Exercise goal:
Using the records below, repeat exactly the lines from the one holding "pub fn root_table(&self)" through the one holding "let vtable = (pos", both ends included, and no others.

Data for analysis:

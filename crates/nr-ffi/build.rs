fn main() {
    let crate_dir = std::env::var("CARGO_MANIFEST_DIR").unwrap();
    let config = cbindgen::Config::from_file("cbindgen.toml")
        .unwrap_or_default();

    cbindgen::Builder::new()
        .with_crate(crate_dir)
        .with_config(config)
        .generate()
        .expect("Unable to generate C bindings")
        .write_to_file("include/npu_runtime.h");
}
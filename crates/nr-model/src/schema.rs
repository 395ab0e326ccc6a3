//! Field ids for the subset of the container schema this crate touches.
//!
//! Field id `N` lives at vtable slot `4 + 2N`. Absent fields fall back to
//! their schema defaults (0 for scalars).

pub(crate) const FILE_IDENTIFIER: &[u8; 4] = b"TFL3";
pub(crate) const SCHEMA_VERSION: u32 = 3;

// Model
pub(crate) const MODEL_VERSION: u16 = 0;
pub(crate) const MODEL_OPERATOR_CODES: u16 = 1;
pub(crate) const MODEL_SUBGRAPHS: u16 = 2;
pub(crate) const MODEL_DESCRIPTION: u16 = 3;
pub(crate) const MODEL_BUFFERS: u16 = 4;

// SubGraph
pub(crate) const SUBGRAPH_TENSORS: u16 = 0;
pub(crate) const SUBGRAPH_INPUTS: u16 = 1;
pub(crate) const SUBGRAPH_OUTPUTS: u16 = 2;
pub(crate) const SUBGRAPH_OPERATORS: u16 = 3;

// Tensor
pub(crate) const TENSOR_SHAPE: u16 = 0;
pub(crate) const TENSOR_TYPE: u16 = 1;
pub(crate) const TENSOR_BUFFER: u16 = 2;
pub(crate) const TENSOR_NAME: u16 = 3;
pub(crate) const TENSOR_QUANTIZATION: u16 = 4;

// QuantizationParameters
pub(crate) const QUANT_SCALE: u16 = 2;
pub(crate) const QUANT_ZERO_POINT: u16 = 3;

// OperatorCode
pub(crate) const OPCODE_DEPRECATED_BUILTIN: u16 = 0;
pub(crate) const OPCODE_CUSTOM_CODE: u16 = 1;
pub(crate) const OPCODE_BUILTIN: u16 = 3;

// Operator
pub(crate) const OP_OPCODE_INDEX: u16 = 0;
pub(crate) const OP_INPUTS: u16 = 1;
pub(crate) const OP_OUTPUTS: u16 = 2;

// Buffer
pub(crate) const BUFFER_DATA: u16 = 0;

/// Builtin operator code marking a custom operator.
pub(crate) const BUILTIN_CUSTOM: i32 = 32;
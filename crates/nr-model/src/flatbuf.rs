//! Minimal FlatBuffers access layer.
//!
//! Only the structures the model container uses are supported: tables with
//! vtables, strings, and vectors of scalars or table offsets. All reads are
//! bounds-checked; malformed input surfaces as `ModelError::Malformed`
//! rather than a panic.
//!
//! Wire layout recap (all little-endian):
//! - position 0 holds a u32 uoffset to the root table; bytes 4..8 hold the
//!   four-byte file identifier
//! - a table starts with an i32 soffset; `table_pos - soffset` is the vtable
//! - a vtable is `u16 vtable_len, u16 table_len`, then one u16 per field id
//!   giving the field's offset from the table start (0 = field absent)
//! - strings and vectors are reached through u32 uoffsets relative to the
//!   position of the uoffset itself, and start with a u32 element count

use crate::error::{ModelError, Result};

/// A FlatBuffers file held as raw bytes.
pub struct FlatBuffer<'a> {
    bytes: &'a [u8],
}

/// A resolved table: its position and its vtable bounds.
#[derive(Debug, Clone, Copy)]
pub struct Table {
    pos: usize,
    vtable: usize,
    vtable_len: usize,
}

/// A resolved vector: position of the first element and the element count.
#[derive(Debug, Clone, Copy)]
pub struct Vector {
    pos: usize,
    len: usize,
}

impl Vector {
    pub fn len(&self) -> usize {
        self.len
    }

    pub fn is_empty(&self) -> bool {
        self.len == 0
    }
}

fn oob(what: &str, pos: usize) -> ModelError {
    ModelError::Malformed(format!("{} out of bounds at position {}", what, pos))
}

impl<'a> FlatBuffer<'a> {
    pub fn new(bytes: &'a [u8]) -> FlatBuffer<'a> {
        FlatBuffer { bytes }
    }

    pub fn len(&self) -> usize {
        self.bytes.len()
    }

    pub fn is_empty(&self) -> bool {
        self.bytes.is_empty()
    }

    fn scalar<const N: usize>(&self, pos: usize, what: &str) -> Result<[u8; N]> {
        let end = pos.checked_add(N).ok_or_else(|| oob(what, pos))?;
        if end > self.bytes.len() {
            return Err(oob(what, pos));
        }
        let mut out = [0u8; N];
        out.copy_from_slice(&self.bytes[pos..end]);
        Ok(out)
    }

    pub fn u8_at(&self, pos: usize) -> Result<u8> {
        Ok(self.scalar::<1>(pos, "u8")?[0])
    }

    pub fn i8_at(&self, pos: usize) -> Result<i8> {
        Ok(self.scalar::<1>(pos, "i8")?[0] as i8)
    }

    pub fn u16_at(&self, pos: usize) -> Result<u16> {
        Ok(u16::from_le_bytes(self.scalar(pos, "u16")?))
    }

    pub fn u32_at(&self, pos: usize) -> Result<u32> {
        Ok(u32::from_le_bytes(self.scalar(pos, "u32")?))
    }

    pub fn i32_at(&self, pos: usize) -> Result<i32> {
        Ok(i32::from_le_bytes(self.scalar(pos, "i32")?))
    }

    pub fn i64_at(&self, pos: usize) -> Result<i64> {
        Ok(i64::from_le_bytes(self.scalar(pos, "i64")?))
    }

    pub fn f32_at(&self, pos: usize) -> Result<f32> {
        Ok(f32::from_le_bytes(self.scalar(pos, "f32")?))
    }

    /// The four-byte file identifier, if the buffer is large enough to
    /// carry one.
    pub fn identifier(&self) -> Option<[u8; 4]> {
        self.scalar::<4>(4, "identifier").ok()
    }

    /// Resolve the root table from the uoffset at position 0.
    pub fn root_table(&self) -> Result<Table> {
        let root = self.u32_at(0)? as usize;
        self.table_at(root)
    }

    /// Resolve a table at `pos`, validating its vtable.
    pub fn table_at(&self, pos: usize) -> Result<Table> {
        let soffset = self.i32_at(pos)?;
        let vtable = (pos as i64) - (soffset as i64);
        if vtable < 0 || vtable as usize >= self.bytes.len() {
            return Err(oob("vtable", pos));
        }
        let vtable = vtable as usize;
        let vtable_len = self.u16_at(vtable)? as usize;
        let vtable_end = vtable.checked_add(vtable_len).ok_or_else(|| oob("vtable", vtable))?;
        if vtable_len < 4 || vtable_end > self.bytes.len() {
            return Err(oob("vtable", vtable));
        }
        Ok(Table {
            pos,
            vtable,
            vtable_len,
        })
    }

    /// Absolute position of field `id` within `table`, or `None` when the
    /// field is absent (left at its schema default).
    fn field_pos(&self, table: Table, id: u16) -> Result<Option<usize>> {
        let slot = 4 + 2 * id as usize;
        if slot + 2 > table.vtable_len {
            return Ok(None);
        }
        let voffset = self.u16_at(table.vtable + slot)? as usize;
        if voffset == 0 {
            return Ok(None);
        }
        let pos = table
            .pos
            .checked_add(voffset)
            .ok_or_else(|| oob("field", table.pos))?;
        Ok(Some(pos))
    }

    pub fn table_u32(&self, table: Table, id: u16, default: u32) -> Result<u32> {
        match self.field_pos(table, id)? {
            Some(pos) => self.u32_at(pos),
            None => Ok(default),
        }
    }

    pub fn table_i32(&self, table: Table, id: u16, default: i32) -> Result<i32> {
        match self.field_pos(table, id)? {
            Some(pos) => self.i32_at(pos),
            None => Ok(default),
        }
    }

    pub fn table_i8(&self, table: Table, id: u16, default: i8) -> Result<i8> {
        match self.field_pos(table, id)? {
            Some(pos) => self.i8_at(pos),
            None => Ok(default),
        }
    }

    /// Follow a uoffset stored at `pos`.
    fn indirect(&self, pos: usize) -> Result<usize> {
        let uoffset = self.u32_at(pos)? as usize;
        pos.checked_add(uoffset).ok_or_else(|| oob("uoffset", pos))
    }

    /// A sub-table referenced by field `id`, or `None` when absent.
    pub fn table_table(&self, table: Table, id: u16) -> Result<Option<Table>> {
        match self.field_pos(table, id)? {
            Some(pos) => Ok(Some(self.table_at(self.indirect(pos)?)?)),
            None => Ok(None),
        }
    }

    /// A string referenced by field `id`, or `None` when absent.
    pub fn table_string(&self, table: Table, id: u16) -> Result<Option<&'a str>> {
        let pos = match self.field_pos(table, id)? {
            Some(pos) => pos,
            None => return Ok(None),
        };
        let target = self.indirect(pos)?;
        let len = self.u32_at(target)? as usize;
        let start = target + 4;
        let end = start.checked_add(len).ok_or_else(|| oob("string", target))?;
        if end > self.bytes.len() {
            return Err(oob("string", target));
        }
        let s = std::str::from_utf8(&self.bytes[start..end])
            .map_err(|_| ModelError::Malformed(format!("invalid utf-8 string at {}", target)))?;
        Ok(Some(s))
    }

    /// A vector referenced by field `id`, or `None` when absent. The full
    /// extent (`len * elem_size` bytes) is validated up front.
    pub fn table_vector(&self, table: Table, id: u16, elem_size: usize) -> Result<Option<Vector>> {
        let pos = match self.field_pos(table, id)? {
            Some(pos) => pos,
            None => return Ok(None),
        };
        let target = self.indirect(pos)?;
        let len = self.u32_at(target)? as usize;
        let start = target + 4;
        let extent = len
            .checked_mul(elem_size)
            .and_then(|n| start.checked_add(n))
            .ok_or_else(|| oob("vector", target))?;
        if extent > self.bytes.len() {
            return Err(oob("vector", target));
        }
        Ok(Some(Vector { pos: start, len }))
    }

    pub fn vector_u32(&self, vector: Vector, index: usize) -> Result<u32> {
        self.u32_at(vector.pos + 4 * index)
    }

    pub fn vector_i32(&self, vector: Vector, index: usize) -> Result<i32> {
        self.i32_at(vector.pos + 4 * index)
    }

    pub fn vector_f32(&self, vector: Vector, index: usize) -> Result<f32> {
        self.f32_at(vector.pos + 4 * index)
    }

    pub fn vector_i64(&self, vector: Vector, index: usize) -> Result<i64> {
        self.i64_at(vector.pos + 8 * index)
    }

    /// Resolve element `index` of a vector of table offsets.
    pub fn vector_table(&self, vector: Vector, index: usize) -> Result<Table> {
        if index >= vector.len {
            return Err(oob("vector element", vector.pos));
        }
        let pos = vector.pos + 4 * index;
        self.table_at(self.indirect(pos)?)
    }

    /// The byte range a u8 vector occupies within the file.
    pub fn vector_byte_range(&self, vector: Vector) -> Result<std::ops::Range<usize>> {
        let end = vector
            .pos
            .checked_add(vector.len)
            .ok_or_else(|| oob("vector", vector.pos))?;
        if end > self.bytes.len() {
            return Err(oob("vector", vector.pos));
        }
        Ok(vector.pos..end)
    }

    /// The contents of a u8 vector.
    pub fn vector_bytes(&self, vector: Vector) -> Result<&'a [u8]> {
        let range = self.vector_byte_range(vector)?;
        Ok(&self.bytes[range])
    }
}

#[cfg(test)]
mod tests {
    use super::*;

    #[test]
    fn test_truncated_root_offset() {
        let fb = FlatBuffer::new(&[0x10, 0x00]);
        assert!(fb.root_table().is_err());
    }

    #[test]
    fn test_root_offset_past_end() {
        let bytes = [0xff, 0xff, 0x00, 0x00, b'T', b'F', b'L', b'3'];
        let fb = FlatBuffer::new(&bytes);
        assert!(fb.root_table().is_err());
    }

    #[test]
    fn test_vtable_behind_file_start() {
        // Root table at position 8 whose soffset points before the file.
        let mut bytes = vec![8, 0, 0, 0, b'T', b'F', b'L', b'3'];
        bytes.extend_from_slice(&100i32.to_le_bytes());
        let fb = FlatBuffer::new(&bytes);
        assert!(fb.root_table().is_err());
    }

    #[test]
    fn test_identifier() {
        let bytes = [8, 0, 0, 0, b'T', b'F', b'L', b'3'];
        let fb = FlatBuffer::new(&bytes);
        assert_eq!(fb.identifier(), Some(*b"TFL3"));
        assert_eq!(FlatBuffer::new(&bytes[..6]).identifier(), None);
    }
}
use std::fs;
use std::path::Path;

use anyhow::{Context, Result};

/// Load class labels, one per line.
///
/// Empty lines are kept so label positions keep lining up with the
/// model's class indices.
pub fn load_labels(path: &Path) -> Result<Vec<String>> {
    let text = fs::read_to_string(path)
        .with_context(|| format!("failed to read labels from {}", path.display()))?;
    Ok(text.lines().map(|line| line.trim_end().to_string()).collect())
}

Response to the task:
    pub fn root_table(&self) -> Result<Table> {
        let root = self.u32_at(0)? as usize;
        self.table_at(root)
    }

    /// Resolve a table at `pos`, validating its vtable.
    pub fn table_at(&self, pos: usize) -> Result<Table> {
        let soffset = self.i32_at(pos)?;
        let vtable = (pos as i64) - (soffset as i64);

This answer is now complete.